Having started out as a radio producer, Hazel has since written for just about every major newspaper and magazine in the country – either direct or through a content provider like HWW – including being on the team that started Who Weekly magazine, and has been a non-fiction publisher for Random House Australia and a commissioning editor for Murdoch Books.
Hazel also co-wrote Sue Pieters-Hawke’s account of how her mother Hazel Hawke dealt with the onset of Alzheimer’s disease, a book that was nominated for a Human Rights Award.
She is currently editor-in-chief of NeoNeighbourhood.com, a subscription website that is a global guide to the finest experiences that the greatest cities in the world have to offer.
We decided a little while ago that Hazel’s former site was looking a little dated so I set about constructing a new one for her.
I don’t know whether it was a consequence of working on the site of someone so close to me, but for the first time in my web design career I found that the more I worked on it, the smaller the project became.
Usually, a client will suggest that the site should only be “a page or two”, presumably hoping to keep costs down.
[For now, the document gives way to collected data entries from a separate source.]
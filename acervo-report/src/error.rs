/// Errors that can occur while writing a catalog report.
///
/// Cover data never produces an error; bad covers render as placeholders.
#[derive(Debug, thiserror::Error)]
pub enum ReportError {
    #[error("PDF error: {0}")]
    Pdf(#[from] lopdf::Error),

    #[error("I/O error: {0}")]
    Io(#[from] std::io::Error),
}
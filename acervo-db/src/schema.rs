//! SQLite schema creation.

use rusqlite::Connection;
use thiserror::Error;

#[derive(Debug, Error)]
pub enum SchemaError {
    #[error("SQLite error: {0}")]
    Sqlite(#[from] rusqlite::Error),
    #[error("Could not create database directory: {0}")]
    Io(#[from] std::io::Error),
}

/// Create the `books` table if it doesn't exist.
///
/// Idempotent; an existing table is left untouched.
pub fn create_schema(conn: &Connection) -> Result<(), SchemaError> {
    conn.execute_batch(SCHEMA_SQL)?;
    Ok(())
}

/// Open or create a catalog database at the given path.
///
/// Missing parent directories are created.
pub fn open_database(path: &std::path::Path) -> Result<Connection, SchemaError> {
    if let Some(parent) = path.parent()
        && !parent.as_os_str().is_empty()
    {
        std::fs::create_dir_all(parent)?;
    }

    let conn = Connection::open(path)?;
    conn.execute_batch("PRAGMA journal_mode=WAL;")?;
    create_schema(&conn)?;
    log::debug!("Opened catalog database at {}", path.display());

    Ok(conn)
}

/// Open an in-memory database with the full schema. Useful for testing.
pub fn open_memory() -> Result<Connection, SchemaError> {
    let conn = Connection::open_in_memory()?;
    create_schema(&conn)?;
    Ok(conn)
}

const SCHEMA_SQL: &str = r#"
CREATE TABLE IF NOT EXISTS books (
    id INTEGER PRIMARY KEY AUTOINCREMENT,
    title TEXT NOT NULL CHECK (length(trim(title)) > 0),
    author TEXT NOT NULL CHECK (length(trim(author)) > 0),
    isbn TEXT,
    publisher TEXT,
    category TEXT NOT NULL CHECK (category IN
        ('Psicologia', 'Religião', 'Política', 'Ficção', 'Técnico', 'Biografia', 'Outros')),
    cover_image BLOB,
    created_at TEXT NOT NULL
);
"#;
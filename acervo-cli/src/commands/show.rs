use owo_colors::OwoColorize;
use owo_colors::Stream::Stdout;

use acervo_lib::{CatalogService, SqliteStore};

use super::{book_heading, or_dash};
use crate::CliError;

pub(crate) fn run_show(service: &CatalogService<SqliteStore>, id: i64) -> Result<(), CliError> {
    let Some(book) = service.get(id)? else {
        log::warn!("No book with id {}", id);
        return Ok(());
    };

    log::info!("{}", book_heading(&book).if_supports_color(Stdout, |t| t.bold()));
    log::info!("  Id:        {}", book.id);
    log::info!("  Editora:   {}", or_dash(book.publisher.as_deref()));
    log::info!("  ISBN:      {}", or_dash(book.isbn.as_deref()));
    log::info!("  Categoria: {} ({})", book.category.label(), book.category.name());
    log::info!("  Data:      {}", book.created_at);
    match &book.cover_image {
        Some(cover) if !cover.is_empty() => log::info!("  Capa:      {} bytes", cover.len()),
        _ => log::info!("  Capa:      Sem capa"),
    }
    Ok(())
}
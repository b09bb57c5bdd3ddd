pub mod book_entry;
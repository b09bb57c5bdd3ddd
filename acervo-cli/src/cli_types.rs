//! CLI type definitions: command enums and argument structs.

use std::path::PathBuf;

use clap::{Parser, Subcommand};

use acervo_lib::Category;

#[derive(Parser)]
#[command(name = "acervo")]
#[command(about = "Manage a personal book catalog", long_about = None)]
pub(crate) struct Cli {
    /// Catalog database file (defaults to the saved setting, then the data directory)
    #[arg(long, global = true)]
    pub db: Option<PathBuf>,

    /// Only show warnings and errors (suppress normal output)
    #[arg(long, global = true)]
    pub quiet: bool,

    /// Enable verbose/debug logging (timestamps + debug-level messages)
    #[arg(short, long, global = true)]
    pub verbose: bool,

    #[command(subcommand)]
    pub command: Commands,
}

#[derive(Subcommand)]
pub(crate) enum Commands {
    /// Add a book to the catalog
    Add {
        /// Book title (required)
        #[arg(short, long)]
        title: String,

        /// Author name (required)
        #[arg(short, long)]
        author: String,

        #[arg(long)]
        isbn: Option<String>,

        #[arg(long)]
        publisher: Option<String>,

        /// Category label or English name (e.g., Ficção, fiction)
        #[arg(short, long, default_value = "Outros", value_parser = parse_category)]
        category: Category,

        /// Cover image file (jpg, jpeg or png)
        #[arg(long)]
        cover: Option<PathBuf>,
    },

    /// List books, one page at a time
    List {
        /// Case-insensitive filter over title, author, ISBN, publisher and category
        #[arg(short, long)]
        search: Option<String>,

        /// Page number (clamped to the available pages)
        #[arg(short, long, default_value_t = 1)]
        page: usize,

        /// Print all matching books as JSON instead of a page
        #[arg(long)]
        json: bool,
    },

    /// Show one book in detail
    Show {
        id: i64,
    },

    /// Remove a book from the catalog
    Delete {
        id: i64,
    },

    /// Export matching books as a PDF inventory
    Export {
        /// Only export books matching this filter
        #[arg(short, long)]
        search: Option<String>,

        /// Output file (default: ./Acervo.pdf)
        #[arg(short, long)]
        output: Option<PathBuf>,
    },

    /// Show catalog statistics
    Stats,

    /// List the available categories
    Categories,

    /// Manage settings
    Config {
        #[command(subcommand)]
        action: ConfigAction,
    },
}

#[derive(Subcommand)]
pub(crate) enum ConfigAction {
    /// Print the settings file path
    Path,

    /// Show the current settings and resolved database
    Show,

    /// Save the catalog database location
    SetDb {
        path: PathBuf,
    },

    /// Set the administrator shown on exported reports (omit to clear)
    SetAdmin {
        name: Option<String>,
    },
}

fn parse_category(s: &str) -> Result<Category, String> {
    Category::parse(s).ok_or_else(|| {
        let known: Vec<&str> = Category::ALL.iter().map(|c| c.label()).collect();
        format!("unknown category '{}' (expected one of: {})", s, known.join(", "))
    })
}
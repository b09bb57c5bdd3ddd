//! Catalog service shared by the CLI and GUI front ends.
//!
//! [`CatalogService`] is the only way the front ends touch the catalog: it
//! owns an injected [`CatalogStore`] and exposes add/list/delete, search,
//! paging, and PDF export.

pub mod error;
pub mod service;
pub mod settings;
pub mod store;

pub use acervo_catalog::{Book, Category, NewBook, PAGE_SIZE, ValidationError};
pub use acervo_db::CatalogStats;
pub use acervo_report::{REPORT_FILE_NAME, REPORT_MIME_TYPE, ReportOptions, render_catalog};
pub use error::ServiceError;
pub use service::{Browse, CatalogService};
pub use settings::AppSettings;
pub use store::{CatalogStore, MemoryStore, SqliteStore};
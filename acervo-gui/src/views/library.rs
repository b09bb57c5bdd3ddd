use crate::app::AcervoApp;
use crate::widgets;

/// Render the search bar, page selector and the current page of books.
pub fn show(ui: &mut egui::Ui, app: &mut AcervoApp) {
    ui.horizontal(|ui| {
        let search = ui.add(
            egui::TextEdit::singleline(&mut app.search)
                .hint_text("Pesquisar por título, autor, ISBN, editora ou categoria")
                .desired_width(360.0),
        );
        if search.changed() {
            app.search_changed();
        }

        ui.separator();

        ui.label("Página");
        let total = app.total_pages;
        if ui
            .add(egui::DragValue::new(&mut app.page).range(1..=total))
            .changed()
        {
            app.reload();
        }
    });

    ui.label(format!(
        "Total: {} livros | Página {} de {}",
        app.total_matches, app.page, app.total_pages
    ));
    ui.separator();

    if app.entries.is_empty() {
        ui.centered_and_justified(|ui| {
            if app.search.trim().is_empty() {
                ui.label("O acervo está vazio.");
            } else {
                ui.label("Nenhum livro encontrado.");
            }
        });
        return;
    }

    let mut remove = None;
    egui::ScrollArea::vertical().show(ui, |ui| {
        for entry in &app.entries {
            if widgets::book_entry::show(ui, entry) {
                remove = Some(entry.book.id);
            }
        }
    });

    if let Some(id) = remove {
        app.delete(id);
    }
}
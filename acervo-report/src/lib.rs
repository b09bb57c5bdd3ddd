//! PDF catalog export.
//!
//! Renders a sequence of books into a paginated A4 inventory table: cover
//! thumbnail, title/author/category, and ISBN plus creation date.

pub mod cover;
pub mod error;
pub mod layout;
pub mod render;
pub mod text;

pub use error::ReportError;
pub use layout::plan_pages;
pub use render::render_catalog;

/// Suggested download name for an exported report.
pub const REPORT_FILE_NAME: &str = "Acervo.pdf";

/// MIME type of an exported report.
pub const REPORT_MIME_TYPE: &str = "application/pdf";

/// Heading text for a report.
#[derive(Debug, Clone, PartialEq, Eq)]
pub struct ReportOptions {
    /// Bold title at the top of the first page.
    pub title: String,
    /// Shown as a grey "Administradora: ..." line under the title when set.
    pub administrator: Option<String>,
}

impl Default for ReportOptions {
    fn default() -> Self {
        Self {
            title: "INVENTÁRIO DE ACERVO".to_string(),
            administrator: None,
        }
    }
}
Inevitably, the site will grow during the development process so that by launch time it has at least five or six pages – more, in many cases.
But Hazel’s site went the opposite way, so that we ended up with a single web page.
It’s a very wordy single page, to be sure, but words are her business after all.
While I am the kind of designer who doesn’t like to see older designs consigned to the dustbin, I really only had one regret in replacing Hazel’s site.
The old site featured a bookshelf of titles that Hazel commissioned, edited and published. This had a rather neat trick in that rolling over a book’s spine would display that book’s cover, giving a nice dynamic to a very stationary presentation.
Here’s a close up of the books with one spine rolled over.
I hope I can use that trick again on another site, as it was one of those that for such a simple coding exercise never failed to generate ooohs and ahhhs among observers.